Appreciate the insight & experience. So this really is a bad ThML module.

> 
> Here is what I think the fallback mechanism should be changed by adding 
> another step (before the tag stripping):
> As each un-matched end element is encountered, an opening tag for that 
> element should be prefixed.
> As each un-matched begin tag is encountered, a closing tag for that 
> element should be suffixed.
> This is not trivial, essentially a quasi-xml streaming parser needs to 
> be written that uses a stack to know what is opened and what is closed. 
> And the insertions need to be written in the correct order.
> I say quasi because the xml parser standard requires it to fail on bad 
> input.
Agree, malformed XML is usually a fatal error which generally kills the 
parsing.

I suggested replace "<br>" with "<br/>" because whenever you try to 
parse say HTML as XML, the <br> tag is the primary cause of failure. 
Most of the other tags are closed, even in simple HTML and once this 
"fix" is made, parsing succeeds most of the time. I thought we could 
achieve a similar quick fix by using this approach only because it's 
cheap. If it fails, we do move on to stripping all tags out anyway.

My experience however, is limited to parsing HTML as XML, and I have *no 
experience* with the actual content of Bible modules. So if they are 
prone to more failures from malformed XML where other tags are involved, 
then just fixing <br> does not make sense.

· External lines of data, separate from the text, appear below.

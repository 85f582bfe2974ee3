//! Output surfaces the readout writes into.
//!
//! A surface is a single text region. Every write replaces the previous
//! contents; lines are separated by `<br>` in the written markup.

use crate::error::DisplayError;
use serde::{Deserialize, Serialize};
use std::io::{self, Write};
use std::str::FromStr;
use std::sync::{Arc, Mutex};

pub mod input;
pub mod terminal;

/// Line separator used in written markup
pub const LINE_BREAK: &str = "<br>";

/// Which surface the application renders into
#[derive(Debug, Clone, Copy, PartialEq, Eq, Serialize, Deserialize)]
#[serde(rename_all = "lowercase")]
pub enum OutputKind {
    /// Terminal panel when stdout is a TTY, plain lines otherwise
    Auto,
    Terminal,
    Plain,
}

impl FromStr for OutputKind {
    type Err = String;

    fn from_str(s: &str) -> Result<Self, Self::Err> {
        match s.to_ascii_lowercase().as_str() {
            "auto" => Ok(OutputKind::Auto),
            "terminal" | "tui" => Ok(OutputKind::Terminal),
            "plain" => Ok(OutputKind::Plain),
            other => Err(format!("unknown output '{}'", other)),
        }
    }
}

impl OutputKind {
    /// Resolve `Auto` against the current stdout
    pub fn resolve(self) -> OutputKind {
        match self {
            OutputKind::Auto if atty::is(atty::Stream::Stdout) => OutputKind::Terminal,
            OutputKind::Auto => OutputKind::Plain,
            other => other,
        }
    }
}

/// A mutable text region owned by one writer
#[cfg_attr(test, mockall::automock)]
pub trait OutputSurface: Send {
    /// Replace the surface contents with `markup`
    fn write(&mut self, markup: &str) -> Result<(), DisplayError>;
}

/// Split written markup into display lines
pub fn markup_lines(markup: &str) -> impl Iterator<Item = &str> {
    markup.split(LINE_BREAK)
}

/// Surface that keeps the last written text in memory.
///
/// Clones share the same region, so a caller can keep one clone to inspect
/// what the readout wrote.
#[derive(Debug, Clone, Default)]
pub struct MemorySurface {
    contents: Arc<Mutex<Option<String>>>,
    writes: Arc<Mutex<usize>>,
}

impl MemorySurface {
    pub fn new() -> Self {
        Self::default()
    }

    /// Current contents, `None` until the first write
    pub fn contents(&self) -> Option<String> {
        self.contents.lock().ok().and_then(|c| c.clone())
    }

    pub fn write_count(&self) -> usize {
        self.writes.lock().map(|w| *w).unwrap_or(0)
    }
}

impl OutputSurface for MemorySurface {
    fn write(&mut self, markup: &str) -> Result<(), DisplayError> {
        let mut contents = self
            .contents
            .lock()
            .map_err(|e| DisplayError::WriteError(e.to_string()))?;
        *contents = Some(markup.to_string());
        if let Ok(mut writes) = self.writes.lock() {
            *writes += 1;
        }
        Ok(())
    }
}

/// Prints one line per write, for pipes and log-style output
pub struct PlainSurface<W: Write + Send> {
    out: W,
}

impl PlainSurface<io::Stdout> {
    pub fn stdout() -> Self {
        Self { out: io::stdout() }
    }
}

impl<W: Write + Send> PlainSurface<W> {
    pub fn new(out: W) -> Self {
        Self { out }
    }

    pub fn into_inner(self) -> W {
        self.out
    }
}

impl<W: Write + Send> OutputSurface for PlainSurface<W> {
    fn write(&mut self, markup: &str) -> Result<(), DisplayError> {
        let line = markup_lines(markup).collect::<Vec<_>>().join("  ");
        writeln!(self.out, "{}", line)
            .and_then(|_| self.out.flush())
            .map_err(|e| DisplayError::WriteError(e.to_string()))
    }
}

/// Build the surface for `kind`. `title` labels surfaces that have a frame.
///
/// Callers are expected to pass an already resolved kind; `Auto` is resolved
/// here only as a fallback.
pub fn create(kind: OutputKind, title: &str) -> Result<Box<dyn OutputSurface>, DisplayError> {
    match kind {
        OutputKind::Terminal => Ok(Box::new(terminal::TerminalSurface::new(title)?)),
        OutputKind::Plain => Ok(Box::new(PlainSurface::stdout())),
        OutputKind::Auto => create(kind.resolve(), title),
    }
}
//! Tracing subscriber setup.

use crate::config::LoggingConfig;
use crate::error::{Result, ServiceError};
use std::fs::OpenOptions;
use std::io;
use std::sync::Mutex;
use tracing_subscriber::EnvFilter;
use tracing_subscriber::fmt::writer::BoxMakeWriter;

/// Filter from `RUST_LOG` when set, otherwise from the configured level
fn build_filter(level: &str) -> EnvFilter {
    EnvFilter::try_from_default_env().unwrap_or_else(|_| EnvFilter::new(level))
}

/// Install the global subscriber.
///
/// Logs go to the configured file if any, otherwise to stderr. When the
/// console is taken by the terminal surface and no file is configured, logs
/// are discarded.
pub fn init(config: &LoggingConfig, console_available: bool) -> Result<()> {
    let (writer, ansi) = match (&config.file, console_available) {
        (Some(path), _) => {
            let file = OpenOptions::new().create(true).append(true).open(path)?;
            (BoxMakeWriter::new(Mutex::new(file)), false)
        }
        (None, true) => (
            BoxMakeWriter::new(io::stderr),
            atty::is(atty::Stream::Stderr),
        ),
        (None, false) => (BoxMakeWriter::new(io::sink), false),
    };

    let builder = tracing_subscriber::fmt()
        .with_env_filter(build_filter(&config.level))
        .with_writer(writer)
        .with_ansi(ansi)
        .with_target(false);

    let installed = if config.json {
        builder.json().try_init()
    } else {
        builder.try_init()
    };
    installed.map_err(|e| ServiceError::LoggingError(e.to_string()))?;

    Ok(())
}
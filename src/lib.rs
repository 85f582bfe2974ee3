//! Live readout of a motion or orientation sensor.
//!
//! One sensor handle is started once; each reading it delivers is rendered
//! as a snapshot or as a running sum and written to a single output surface.

pub mod cli;
pub mod config;
pub mod error;
pub mod logging;
pub mod output;
pub mod readout;
pub mod sensors;
pub mod service;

Given the option of either making the parser more "accommodating" or 
insisting on well formed input, I will choose the latter and agree with 
your bottom line below - let's get Karl to fix the module :)

> 
> One of the reasons I advocate using an XML parser for our module creator 
> is that it would not allow input that is not well-formed.

Agreed.

> 
> The other thing would be to change the ThML filter to not use an XML 
> parser. This too is not trivial.

Sticking with XML seems to be the way to go, especially since that is 
what ThML is supposed to contain. Does JSword already use another 
parsing mechanism for some other source formats?

> 
> Bottom Line: The definition of ThML is that it is not a superset of html 
> but of xhtml. I don't think we should handle invalid ThML but only valid 
> ThML.
> 
> Karl is very responsive to fixing problems in his modules. (Yeah!!!) I 
> think that Karl should fix his module to be valid ThML.
> 
I'll make a post to sword-devel about this. Unless he's already 
listening here too ;)

Brian.